Although your Second Life avatar comes with over 100 built-in poses, this is not enough to suit the variety of furniture that can be built. Suppose you build a chaise longue to lounge on; your avatar will happily sit on it - but in a prim "librarian" pose. Half the time it will perch on the arm or back instead of the seat. The solution is to build a suitable pose into the piece of furniture so that the avatar sits on it in the manner envisioned by the designer.

Suffice it to say that if your natural building scale is furniture, your career will hit a dead end unless you can get one or more animations to suit each piece of your furniture. Furthermore, in order to be able to sell multiple copies of your furniture, your poses must have full copy and transfer rights. You can buy full permission poses and animations, but typically they may cost several times the selling price of one chair or sofa. So, with just one animation, you would have to sell several copies of your piece of furniture to break even, assuming you find a commercial pose that suits your furniture. In the case of vehicles such as sailboats, the pose or animation must be specifically tailored to the vehicle and so the chances of finding something commercially available are low. This is why many Second Life builders aspire to creating their own poses and animations, and Poser is a viable tool to help them achieve their goals.

Cost
Poser 6 is $249.99 (Poser is now up to version 7.0, which is also $249.99, and an upgrade from Poser 6 to 7 is $129.99).

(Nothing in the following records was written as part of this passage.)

//! Extraction of device identifiers from transport data.

use core::fmt;

use domain::base::opt::UnknownOptData;
use domain::base::Message;

use crate::base::{DeviceId, HumanId, IdError, ProfileId};

//------------ Constants -----------------------------------------------------

/// The EDNS option code carrying a device identifier.
///
/// This is the code dnsmasq uses for its CPE-ID option.
pub const EDNS_DEVICE_ID_OPTION: u16 = 65074;

/// The path prefix of DNS-over-HTTPS requests carrying an identifier.
const DOH_PATH_PREFIX: &str = "/dns-query";

//------------ DomainIdent ---------------------------------------------------

/// An identifier embedded in a TLS server name or an HTTP path.
#[derive(Clone, Debug, Eq, PartialEq)]
pub enum DomainIdent {
    /// A device identifier.
    Device(DeviceId),

    /// A profile identifier together with a human identifier.
    Human(ProfileId, HumanId),
}

impl DomainIdent {
    /// Parses an identifier from its text form.
    ///
    /// The text is either a single device identifier or a profile
    /// identifier and a human identifier separated by a dot.
    pub fn parse(s: &str) -> Result<Self, IdentError> {
        let mut labels = s.split('.');
        match (labels.next(), labels.next(), labels.next()) {
            (Some(device), None, None) => {
                Ok(DomainIdent::Device(DeviceId::new(device)?))
            }
            (Some(profile), Some(human), None) => Ok(DomainIdent::Human(
                ProfileId::new(profile)?,
                HumanId::new(human)?,
            )),
            _ => Err(IdentError::TooManyLabels(s.into())),
        }
    }

    /// Extracts the identifier from a TLS server name.
    ///
    /// Returns `Ok(None)` if the name is not below one of the device
    /// domains or is one of the device domains itself. The device domains
    /// must be lower case.
    pub fn from_server_name(
        server_name: &str,
        device_domains: &[String],
    ) -> Result<Option<Self>, IdentError> {
        let server_name = server_name.trim_end_matches('.');
        let lower = server_name.to_ascii_lowercase();
        for domain in device_domains {
            let Some(prefix) = lower.strip_suffix(domain.as_str()) else {
                continue;
            };
            let Some(prefix) = prefix.strip_suffix('.') else {
                continue;
            };
            if prefix.is_empty() {
                return Err(IdentError::TooManyLabels(server_name.into()));
            }

            // Keep the original case for the human identifier.
            return Self::parse(&server_name[..prefix.len()]).map(Some);
        }
        Ok(None)
    }

    /// Extracts the identifier from the path of a DNS-over-HTTPS request.
    ///
    /// Returns `Ok(None)` if the path carries no identifier.
    pub fn from_doh_path(path: &str) -> Result<Option<Self>, IdentError> {
        let Some(rest) = path.strip_prefix(DOH_PATH_PREFIX) else {
            return Ok(None);
        };
        let rest = match rest.strip_prefix('/') {
            Some(rest) => rest.strip_suffix('/').unwrap_or(rest),
            None if rest.is_empty() => return Ok(None),
            None => return Err(IdentError::BadPath(path.into())),
        };
        if rest.is_empty() {
            return Ok(None);
        }
        if rest.contains('/') {
            return Err(IdentError::BadPath(path.into()));
        }
        Self::parse(rest).map(Some)
    }
}

//------------ EDNS ----------------------------------------------------------

/// Returns the payload of the device identifier EDNS option.
///
/// Returns `None` if the message has no OPT record or the record doesn't
/// contain the option. Options that fail to parse are skipped.
pub fn edns_device_id(msg: &Message<Vec<u8>>) -> Option<Vec<u8>> {
    let opt = msg.opt()?;
    let res = opt
        .opt()
        .iter::<UnknownOptData<&[u8]>>()
        .filter_map(Result::ok)
        .find(|option| option.code().to_int() == EDNS_DEVICE_ID_OPTION)
        .map(|option| option.data().to_vec());
    res
}

//------------ IdentError ----------------------------------------------------

/// An identifier in a server name or a path is malformed.
#[derive(Clone, Debug, Eq, PartialEq)]
pub enum IdentError {
    /// An identifier did not parse.
    Id(IdError),

    /// The identifier part has the wrong number of labels.
    TooManyLabels(String),

    /// The DNS-over-HTTPS path has the wrong shape.
    BadPath(String),
}

impl From<IdError> for IdentError {
    fn from(err: IdError) -> Self {
        IdentError::Id(err)
    }
}

impl fmt::Display for IdentError {
    fn fmt(&self, f: &mut fmt::Formatter<'_>) -> fmt::Result {
        match self {
            IdentError::Id(err) => err.fmt(f),
            IdentError::TooManyLabels(s) => {
                write!(f, "bad identifier {s:?}: wrong number of labels")
            }
            IdentError::BadPath(s) => write!(f, "bad path {s:?}"),
        }
    }
}

impl std::error::Error for IdentError {}

//============ Testing =======================================================

#[cfg(test)]
mod tests {
    use super::*;
    use rstest::rstest;

    fn domains() -> Vec<String> {
        vec!["d.example.com".into(), "dns.example.net".into()]
    }

    #[rstest]
    #[case("dev1.d.example.com", Some(DomainIdent::Device(DeviceId::new("dev1").unwrap())))]
    #[case("DEV1.D.Example.Com.", Some(DomainIdent::Device(DeviceId::new("DEV1").unwrap())))]
    #[case(
        "prof1.My-Phone.dns.example.net",
        Some(DomainIdent::Human(
            ProfileId::new("prof1").unwrap(),
            HumanId::new("My-Phone").unwrap()
        ))
    )]
    #[case("dev1.other.example", None)]
    #[case("xd.example.com", None)]
    fn server_names(#[case] name: &str, #[case] expected: Option<DomainIdent>) {
        assert_eq!(
            DomainIdent::from_server_name(name, &domains()).unwrap(),
            expected
        );
    }

    #[rstest]
    #[case("a.b.c.d.example.com")]
    #[case("dev-toolong.d.example.com")]
    #[case(".d.example.com")]
    fn bad_server_names(#[case] name: &str) {
        assert!(DomainIdent::from_server_name(name, &domains()).is_err());
    }

    #[rstest]
    #[case("/dns-query", None)]
    #[case("/dns-query/", None)]
    #[case("/other/dev1", None)]
    #[case("/dns-query/dev1", Some(DomainIdent::Device(DeviceId::new("dev1").unwrap())))]
    #[case("/dns-query/dev1/", Some(DomainIdent::Device(DeviceId::new("dev1").unwrap())))]
    fn doh_paths(#[case] path: &str, #[case] expected: Option<DomainIdent>) {
        assert_eq!(DomainIdent::from_doh_path(path).unwrap(), expected);
    }

    #[rstest]
    #[case("/dns-query/dev1/extra")]
    #[case("/dns-queryx")]
    #[case("/dns-query/bad!id")]
    fn bad_doh_paths(#[case] path: &str) {
        assert!(DomainIdent::from_doh_path(path).is_err());
    }
}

System requirements for Poser 6.0

  • Mac OS X 10.2 or later
  • 500 MHz G3 processor (700 MHz G4 or faster recommended)
  • 256 MB system RAM (512 MB or more recommended)
  • OpenGL enabled graphics card or chipset recommended (recent NVIDIA GeForce and ATI Radeon preferred)
  • 24-bit color display, 1024 x 768 resolution
  • 500 MB free hard disk space (2 GB recommended)
  • Internet connection required for Content Paradise


Setup
I installed Poser 6.0 from its single CD using my admin account. It was very simple to install, and worked fine from my non-admin account as well.

In Use
In Poser 6, there are immediate similarities to the Bryce user interface, for example the trackball and directional arrows.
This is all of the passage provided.